Comment I'm glad that somebody else is noticing that, too! (Score 1) 544
Back in the days when processors were slow, and memory was scarce, it took 16 MB (sic) to run a full desktop. Like a word processor, a spreadsheet and a browser. 4 MB was a little tight, and 64 MB was plenty.
I used to have a notebook (a Sony Vaio) with 64 MB RAM, a 300 MHz CPU, and it ran Linux SO DARN FAST! With emacs, Applix Office, 20 windows of Netscape 4, while listening to MP3 files, a compile in the background was barely noticeable.
Today, I'm sitting in front of a multi-GB multi-GHz machine, and it's slow! This is some kind of sad, since I'd prefer a less feature rich system if I could run it on these slower machines that don't have a fan. E.g. on a NSLU2, you can't even open a web-browser. This thing has 32 MB memory while Firefox wants 250 MB. That's just too much for displaying a single web page, IMHO.

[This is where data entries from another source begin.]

//! Room Coordinator.
//!
//! Sequences one logical room operation: load the room by code, check the
//! authorization policy, plan the lifecycle or ledger transition, commit it
//! atomically, and return the refreshed read model.
//!
//! # Concurrency
//!
//! Nothing is cached between requests. Each attempt re-reads the room and
//! the actor's membership before deciding anything. Commits are conditional
//! on the room version; a lost race (version conflict, or a second active
//! membership rejected by the store) re-runs the whole attempt, at most
//! `conflict_retries` extra times, then surfaces `Conflict`.
//!
//! Every operation runs under `operation_timeout`. A timeout is reported as
//! `Timeout` and never retried here.

use crate::errors::RoomError;
use crate::models::{
    HistoryCursor, HistoryPage, Participant, ParticipantRole, RoomRecord, RoomSnapshot,
    SettingsPatch,
};
use crate::observability::metrics;
use crate::policy::{self, Action};
use crate::repositories::{RoomRepository, StoreError};
use crate::services::codes::RoomCodeSource;
use crate::services::ledger::{JoinPlan, MembershipLedger};
use crate::services::lifecycle::RoomLifecycle;
use chrono::Utc;
use common::types::{ParticipantId, UserId};
use std::future::Future;
use std::sync::Arc;
use std::time::{Duration, Instant};
use tracing::instrument;

/// Tunables for the coordinator.
#[derive(Debug, Clone, Copy, PartialEq, Eq)]
pub struct CoordinatorSettings {
    /// Extra attempts after a lost optimistic-concurrency race.
    pub conflict_retries: u32,

    /// Extra attempts after a room code collision.
    pub code_retries: u32,

    /// Deadline for one whole operation, retries included.
    pub operation_timeout: Duration,
}

impl Default for CoordinatorSettings {
    fn default() -> Self {
        Self {
            conflict_retries: 3,
            code_retries: 3,
            operation_timeout: Duration::from_millis(5000),
        }
    }
}

/// Failure of a single attempt.
enum AttemptError {
    /// Lost a race; re-read and try again.
    Conflict(StoreError),
    Fail(RoomError),
}

impl From<RoomError> for AttemptError {
    fn from(err: RoomError) -> Self {
        AttemptError::Fail(err)
    }
}

impl From<StoreError> for AttemptError {
    fn from(err: StoreError) -> Self {
        match err {
            StoreError::VersionConflict | StoreError::UniqueViolation(_) => {
                AttemptError::Conflict(err)
            }
            other => AttemptError::Fail(other.into()),
        }
    }
}

type AttemptResult<T> = Result<T, AttemptError>;

pub struct RoomCoordinator {
    repo: Arc<dyn RoomRepository>,
    lifecycle: RoomLifecycle,
    ledger: MembershipLedger,
    settings: CoordinatorSettings,
}

impl RoomCoordinator {
    pub fn new(
        repo: Arc<dyn RoomRepository>,
        codes: Arc<dyn RoomCodeSource>,
        settings: CoordinatorSettings,
    ) -> Self {
        Self {
            lifecycle: RoomLifecycle::new(repo.clone(), codes, settings.code_retries),
            ledger: MembershipLedger::new(repo.clone()),
            repo,
            settings,
        }
    }

    pub fn settings(&self) -> CoordinatorSettings {
        self.settings
    }

    /// Create a room hosted by `host_user_id`; the host is its first member.
    #[instrument(skip_all, name = "room.create_room", fields(user_id = %host_user_id))]
    pub async fn create_room(
        &self,
        title: &str,
        host_user_id: UserId,
    ) -> Result<RoomSnapshot, RoomError> {
        self.run("create_room", async {
            let record = self.lifecycle.create(title, host_user_id).await?;
            self.ledger.snapshot(&record).await
        })
        .await
    }

    /// Resolved view of an active room, for its members and its creator.
    #[instrument(skip_all, name = "room.get_room", fields(room_code = %room_code, user_id = %user_id))]
    pub async fn get_room(
        &self,
        room_code: &str,
        user_id: UserId,
    ) -> Result<RoomSnapshot, RoomError> {
        self.run("get_room", async {
            let record = self.lifecycle.find_active_by_code(room_code).await?;
            let is_member = self.ledger.member_record(&record, user_id).await?.is_some();
            if !is_member && record.room.host_user_id != user_id {
                return Err(RoomError::NotFound(
                    "Room not found or has ended".to_string(),
                ));
            }
            self.ledger.snapshot(&record).await
        })
        .await
    }

    /// Join a room by code. Joining twice returns the existing membership.
    #[instrument(skip_all, name = "room.join_room", fields(room_code = %room_code, user_id = %user_id))]
    pub async fn join_room(
        &self,
        room_code: &str,
        user_id: UserId,
    ) -> Result<RoomSnapshot, RoomError> {
        self.run(
            "join_room",
            self.with_conflict_retry("join_room", || async move {
                let record = self.lifecycle.find_active_by_code(room_code).await?;
                policy::can_act(&record.room, user_id, Action::Join, None).into_result()?;

                let record = match self.ledger.plan_join(&record, user_id).await? {
                    JoinPlan::AlreadyMember(existing) => {
                        tracing::debug!(
                            target: "room.coordinator",
                            participant_id = %existing.participant_id,
                            "Already a member, join is a no-op"
                        );
                        record
                    }
                    JoinPlan::Enroll {
                        participant,
                        commit,
                    } => {
                        let committed = self.repo.commit(&commit).await?;
                        tracing::info!(
                            target: "room.coordinator",
                            room_id = %committed.room.room_id,
                            participant_id = %participant.participant_id,
                            role = %participant.role,
                            "Participant joined"
                        );
                        committed
                    }
                };

                Ok::<_, AttemptError>(self.ledger.snapshot(&record).await?)
            }),
        )
        .await
    }

    /// Leave a room. The room stays active even if its host leaves.
    #[instrument(skip_all, name = "room.leave_room", fields(room_code = %room_code, user_id = %user_id))]
    pub async fn leave_room(&self, room_code: &str, user_id: UserId) -> Result<(), RoomError> {
        self.run(
            "leave_room",
            self.with_conflict_retry("leave_room", || async move {
                let record = self.lifecycle.find_active_by_code(room_code).await?;
                policy::can_act(&record.room, user_id, Action::Leave { member: user_id }, None)
                    .into_result()?;

                let commit = self.ledger.plan_leave(&record, user_id).await?;
                self.repo.commit(&commit).await?;
                tracing::info!(
                    target: "room.coordinator",
                    room_id = %record.room.room_id,
                    "Participant left"
                );
                Ok::<_, AttemptError>(())
            }),
        )
        .await
    }

    /// End a room. Terminal: the room drops out of code lookups and its
    /// membership set is emptied.
    #[instrument(skip_all, name = "room.end_room", fields(room_code = %room_code, user_id = %actor_id))]
    pub async fn end_room(&self, room_code: &str, actor_id: UserId) -> Result<(), RoomError> {
        self.run(
            "end_room",
            self.with_conflict_retry("end_room", || async move {
                let record = self.authorized(room_code, actor_id, Action::End).await?;

                let members = self.repo.list_participants(&record.room.participants).await?;
                let commit = RoomLifecycle::end(&record, &members, Utc::now());
                self.repo.commit(&commit).await?;
                tracing::info!(
                    target: "room.coordinator",
                    room_id = %record.room.room_id,
                    released = commit.updated.len(),
                    "Room ended"
                );
                Ok::<_, AttemptError>(())
            }),
        )
        .await
    }

    /// Partially update a room's feature toggles.
    #[instrument(skip_all, name = "room.update_settings", fields(room_code = %room_code, user_id = %actor_id))]
    pub async fn update_settings(
        &self,
        room_code: &str,
        actor_id: UserId,
        patch: SettingsPatch,
    ) -> Result<RoomSnapshot, RoomError> {
        if !patch.has_changes() {
            return Err(RoomError::Validation(
                "At least one setting must be provided".to_string(),
            ));
        }

        self.run(
            "update_settings",
            self.with_conflict_retry("update_settings", || async move {
                let record = self
                    .authorized(room_code, actor_id, Action::UpdateSettings)
                    .await?;

                let commit = RoomLifecycle::update_settings(&record, &patch);
                let committed = self.repo.commit(&commit).await?;
                Ok::<_, AttemptError>(self.ledger.snapshot(&committed).await?)
            }),
        )
        .await
    }

    /// Change a participant's role. Only the room's creator may do this.
    ///
    /// `role` must be `host` or `participant`.
    #[instrument(
        skip_all,
        name = "room.set_participant_role",
        fields(room_code = %room_code, user_id = %actor_id, participant_id = %participant_id)
    )]
    pub async fn set_participant_role(
        &self,
        room_code: &str,
        actor_id: UserId,
        participant_id: ParticipantId,
        role: &str,
    ) -> Result<Participant, RoomError> {
        let role: ParticipantRole = role
            .parse()
            .map_err(|e| RoomError::Validation(format!("Invalid role: {e}")))?;

        self.run(
            "set_participant_role",
            self.with_conflict_retry("set_participant_role", || async move {
                let record = self.authorized(room_code, actor_id, Action::SetRole).await?;

                let (participant, commit) = self
                    .ledger
                    .plan_set_role(&record, participant_id, role)
                    .await?;
                if let Some(commit) = commit {
                    self.repo.commit(&commit).await?;
                    tracing::info!(
                        target: "room.coordinator",
                        room_id = %record.room.room_id,
                        participant_id = %participant.participant_id,
                        role = %participant.role,
                        "Participant role changed"
                    );
                }
                Ok::<_, AttemptError>(participant)
            }),
        )
        .await
    }

    /// A page of the caller's ended rooms, newest first.
    #[instrument(skip_all, name = "room.get_history", fields(user_id = %host_user_id))]
    pub async fn get_history(
        &self,
        host_user_id: UserId,
        before: Option<HistoryCursor>,
        limit: u32,
    ) -> Result<HistoryPage, RoomError> {
        self.run(
            "get_history",
            self.lifecycle.list_history(host_user_id, before, limit),
        )
        .await
    }

    /// Delete the caller's ended rooms. Returns how many were removed.
    #[instrument(skip_all, name = "room.purge_history", fields(user_id = %host_user_id))]
    pub async fn purge_history(&self, host_user_id: UserId) -> Result<u64, RoomError> {
        self.run("purge_history", self.lifecycle.purge_history(host_user_id))
            .await
    }

    /// Store connectivity, for readiness probes.
    pub async fn store_ready(&self) -> bool {
        self.repo.ping().await.is_ok()
    }

    /// Load the active room and check `action` for `actor_id` against the
    /// actor's current membership.
    async fn authorized(
        &self,
        room_code: &str,
        actor_id: UserId,
        action: Action,
    ) -> Result<RoomRecord, RoomError> {
        let record = self.lifecycle.find_active_by_code(room_code).await?;
        let actor_record = self.ledger.member_record(&record, actor_id).await?;

        let decision = policy::can_act(&record.room, actor_id, action, actor_record.as_ref());
        if !decision.is_allowed() {
            tracing::warn!(
                target: "room.coordinator",
                room_id = %record.room.room_id,
                action = action.as_str(),
                decision = ?decision,
                "Action denied"
            );
        }
        decision.into_result()?;
        Ok(record)
    }

    /// Re-run `attempt` after lost races, up to `conflict_retries` times.
    async fn with_conflict_retry<T, F, Fut>(
        &self,
        operation: &'static str,
        mut attempt: F,
    ) -> Result<T, RoomError>
    where
        F: FnMut() -> Fut,
        Fut: Future<Output = AttemptResult<T>>,
    {
        let mut retries = 0;
        loop {
            match attempt().await {
                Ok(value) => return Ok(value),
                Err(AttemptError::Fail(err)) => return Err(err),
                Err(AttemptError::Conflict(cause)) => {
                    if retries >= self.settings.conflict_retries {
                        tracing::warn!(
                            target: "room.coordinator",
                            operation,
                            attempts = retries + 1,
                            cause = %cause,
                            "Conflict retries exhausted"
                        );
                        return Err(RoomError::Conflict(
                            "Room is busy, please retry".to_string(),
                        ));
                    }
                    retries += 1;
                    metrics::record_conflict_retry(operation);
                    tracing::debug!(
                        target: "room.coordinator",
                        operation,
                        attempt = retries,
                        cause = %cause,
                        "Lost race on room, re-reading"
                    );
                    tokio::task::yield_now().await;
                }
            }
        }
    }

    /// Apply the operation deadline and record the outcome.
    async fn run<T, Fut>(&self, operation: &'static str, work: Fut) -> Result<T, RoomError>
    where
        Fut: Future<Output = Result<T, RoomError>>,
    {
        let start = Instant::now();

        let result = tokio::time::timeout(self.settings.operation_timeout, work)
            .await
            .unwrap_or_else(|_| {
                tracing::warn!(
                    target: "room.coordinator",
                    operation,
                    timeout_ms = self.settings.operation_timeout.as_millis() as u64,
                    "Operation timed out"
                );
                Err(RoomError::Timeout)
            });

        match &result {
            Ok(_) => metrics::record_room_operation(operation, "success", None, start.elapsed()),
            Err(err) => metrics::record_room_operation(
                operation,
                "error",
                Some(err.kind()),
                start.elapsed(),
            ),
        }
        result
    }
}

The reason for this slowdown is as follows:
1. the kernel
In the recent time, everybody is optimizing for the big-iron servers (EMC, google, whatever), and nobody is looking any more for memory consumption and latency. And while the benchmark may still look great, the system becomes clumsy, bloated and un-resonsive.
2. GCC / STL
While the original idea of C++ was to make an OO language that's backward compatible with C, the older C++ program's can't even be compiled with the newer compilers! The templates, especially those of STL and boost, go totally out of whack when it comes down to memory footprint. It might give you a few percent of speed advantage to have a custom version of each single data type, but only if you don't use it much. Otherwise it's just totally trashing the cache. Not even to start talking about XML and consorts.
And if you compile those programs, the compiler needs to compile 100eds of customized template versions in 100eds of source files, just to throw away most of this redundant work during linking. This is just a waste and it does not scale.